Directions for this task:
Restrict the output to the lines below starting at the one that contains "let required = (lines.len()" and ending at the one that contains "for run in line", and restate them word for word, both ends included.

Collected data
☆ ☆ ☆

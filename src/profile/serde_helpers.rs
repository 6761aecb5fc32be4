use serde::{Deserialize, Deserializer};

/// Reads an explicit `null` the same as a missing key.
///
/// The profile endpoint sends `null` for anything the user never filled in,
/// nested objects and plain text fields alike.
pub mod null_as_default {
    use super::*;

    pub fn deserialize<'de, D, T>(deserializer: D) -> Result<T, D::Error>
    where
        D: Deserializer<'de>,
        T: Default + Deserialize<'de>,
    {
        Ok(Option::<T>::deserialize(deserializer)?.unwrap_or_default())
    }
}
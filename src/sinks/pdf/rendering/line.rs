//! Body text writers.
//!
//! Everything below a section header goes through one of these. A line is
//! wrapped to the content width, asks the page state for room for all of its
//! lines up front (capped at one page), then re-checks before each line so a
//! block taller than a page splits cleanly.
//!
//! ## Labelled values
//!
//! [`write_line`] treats `"Label: value"` specially: when the text splits on
//! `:` into exactly two parts, the label is set in bold and the value in
//! regular weight. Text with no colon or more than one colon (times, URLs) is
//! written as-is. Date labels are the exception: they split at the first colon
//! so timestamps keep working, and their values are normalised to
//! `dd-MM-yyyy`.

use crate::profile::dates;
use crate::sinks::pdf::fonts::Weight;
use crate::sinks::pdf::layout::{colours, wrap_runs, Canvas, Run};

/// Split `"Label: value"` into its two halves, if it has exactly one colon.
pub fn split_label(raw: &str) -> Option<(&str, &str)> {
    let mut parts = raw.split(':');
    match (parts.next(), parts.next(), parts.next()) {
        (Some(label), Some(value), None) => Some((label, value)),
        _ => None,
    }
}

fn label_runs(canvas: &Canvas, raw: &str) -> Vec<Run> {
    let labels = canvas.config.locale.labels();
    let date_field = raw
        .split_once(':')
        .filter(|(label, _)| labels.date_fields().contains(&label.trim()));

    let (label, value) = match (date_field, split_label(raw)) {
        (Some((label, value)), _) => {
            let (label, value) = (label.trim(), value.trim());
            let value = match dates::parse(value) {
                Some(date) => dates::format_day_month_year(date),
                None => {
                    log::warn!("Could not parse `{value}` for `{label}`, rendering verbatim");
                    value.to_string()
                }
            };
            (label, value)
        }
        (None, Some((label, value))) => (label.trim(), value.trim().to_string()),
        (None, None) => return vec![Run::new(raw, Weight::Regular)],
    };

    vec![
        Run::new(label, Weight::Bold),
        Run::new(format!(": {value}"), Weight::Regular),
    ]
}

/// Lay out wrapped runs at the body size, one line box per wrapped line.
fn emit(canvas: &mut Canvas, runs: &[Run]) {
    let size = canvas.config.font_size_body_pt;
    let line_height = canvas.config.line_height_pt;
    let lines = wrap_runs(runs, canvas.content_width(), canvas.fonts, size);
    if lines.is_empty() {
        return;
    }

    let required = (lines.len() as f32 * line_height).min(canvas.state.content_height());
    canvas.ensure_space(required);

    for line in lines {
        canvas.ensure_space(line_height);
        let mut x = canvas.left();
        for run in line {
            let width = canvas.fonts.width_of(&run.text, run.weight, size);
            canvas.draw_text(x, run.weight, size, colours::BLACK, &run.text);
            x += width;
        }
        canvas.advance(line_height);
    }
}

/// Write a line of body text, bolding the label of `"Label: value"` text.
pub fn write_line(canvas: &mut Canvas, raw: &str) {
    let runs = label_runs(canvas, raw);
    emit(canvas, &runs);
}

/// Write text in a single weight with no label handling.
pub fn write_styled(canvas: &mut Canvas, text: &str, weight: Weight) {
    emit(canvas, &[Run::new(text, weight)]);
}

/// Write free text such as the presentation, honouring its line breaks.
pub fn write_paragraph(canvas: &mut Canvas, text: &str) {
    write_styled(canvas, text, Weight::Regular);
}

#[cfg(test)]
mod test {
    use super::*;
    use crate::sinks::pdf::config::PDF;
    use crate::sinks::pdf::fonts::LoadedFonts;
    use crate::sinks::pdf::labels::Locale;
    use crate::sinks::pdf::layout::DrawOp;
    use pretty_assertions::assert_eq;

    fn runs_of(ops: &[DrawOp]) -> Vec<(String, Weight)> {
        ops.iter()
            .filter_map(|op| match op {
                DrawOp::Text { text, weight, .. } => Some((text.clone(), *weight)),
                _ => None,
            })
            .collect()
    }

    #[test]
    fn splits_only_on_a_single_colon() {
        assert_eq!(split_label("Phone: 555"), Some(("Phone", " 555")));
        assert_eq!(split_label("no colon"), None);
        assert_eq!(split_label("Time: 10:30"), None);
    }

    #[test]
    fn labels_are_bold_and_values_regular() {
        let config = PDF::default();
        let fonts = LoadedFonts::Helvetica;
        let mut canvas = Canvas::new(&config, &fonts);
        write_line(&mut canvas, "Teléfono:   0999999999 ");
        let doc = canvas.finish();
        assert_eq!(
            runs_of(&doc.pages[0]),
            vec![
                ("Teléfono".to_string(), Weight::Bold),
                (": 0999999999".to_string(), Weight::Regular),
            ]
        );
    }

    #[test]
    fn date_labels_are_normalised() {
        let config = PDF {
            locale: Locale::English,
            ..PDF::default()
        };
        let fonts = LoadedFonts::Helvetica;
        let mut canvas = Canvas::new(&config, &fonts);
        write_line(&mut canvas, "Birth date: 1990-05-12T00:00:00.000Z");
        write_line(&mut canvas, "Date: 2021-11-03 08:15:00");
        write_line(&mut canvas, "Phone: 2021-11-03");
        let doc = canvas.finish();
        let values: Vec<String> = runs_of(&doc.pages[0])
            .into_iter()
            .filter(|(_, w)| *w == Weight::Regular)
            .map(|(t, _)| t)
            .collect();
        assert_eq!(values, vec![": 12-05-1990", ": 03-11-2021", ": 2021-11-03"]);
    }

    #[test]
    fn timestamp_dates_keep_their_label() {
        let config = PDF {
            locale: Locale::English,
            ..PDF::default()
        };
        let fonts = LoadedFonts::Helvetica;
        let mut canvas = Canvas::new(&config, &fonts);
        write_line(&mut canvas, "Birth date: 1994-02-03T05:00:00.000Z");
        write_line(&mut canvas, "Birth date: 10:30 maybe");
        let doc = canvas.finish();
        assert_eq!(
            runs_of(&doc.pages[0]),
            vec![
                ("Birth date".to_string(), Weight::Bold),
                (": 03-02-1994".to_string(), Weight::Regular),
                ("Birth date".to_string(), Weight::Bold),
                (": 10:30 maybe".to_string(), Weight::Regular),
            ]
        );
    }

    #[test]
    fn unlabelled_text_is_regular() {
        let config = PDF::default();
        let fonts = LoadedFonts::Helvetica;
        let mut canvas = Canvas::new(&config, &fonts);
        write_line(&mut canvas, "Reunión a las 10:30: sala 2");
        let doc = canvas.finish();
        assert_eq!(
            runs_of(&doc.pages[0]),
            vec![("Reunión a las 10:30: sala 2".to_string(), Weight::Regular)]
        );
    }

    #[test]
    fn advances_one_line_height_per_wrapped_line() {
        let config = PDF::default();
        let fonts = LoadedFonts::Helvetica;
        let mut canvas = Canvas::new(&config, &fonts);
        let start = canvas.state.offset();
        write_paragraph(&mut canvas, &"palabra ".repeat(200));
        let doc_lines = {
            let lines = (canvas.state.offset() - start) / config.line_height_pt;
            lines.round() as usize
        };
        let doc = canvas.finish();
        assert_eq!(doc.pages[0].len(), doc_lines);
        assert!(doc_lines >= 3);
    }

    #[test]
    fn long_blocks_flow_onto_new_pages_within_bounds() {
        let config = PDF::default();
        let fonts = LoadedFonts::Helvetica;
        let mut canvas = Canvas::new(&config, &fonts);
        for i in 0..200 {
            write_line(&mut canvas, &format!("Item {i}: valor"));
            assert!(canvas.state.offset() < canvas.state.bound());
        }
        let doc = canvas.finish();
        assert!(doc.page_count() > 1);
        for ops in &doc.pages {
            for op in ops {
                if let DrawOp::Text { baseline, .. } = op {
                    assert!(*baseline <= config.page_height_pt() - config.margin_bottom_pt());
                }
            }
        }
    }
}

☆ ☆ ☆

Result for this task:
    let required = (lines.len() as f32 * line_height).min(canvas.state.content_height());
    canvas.ensure_space(required);

    for line in lines {
        canvas.ensure_space(line_height);
        let mut x = canvas.left();
        for run in line {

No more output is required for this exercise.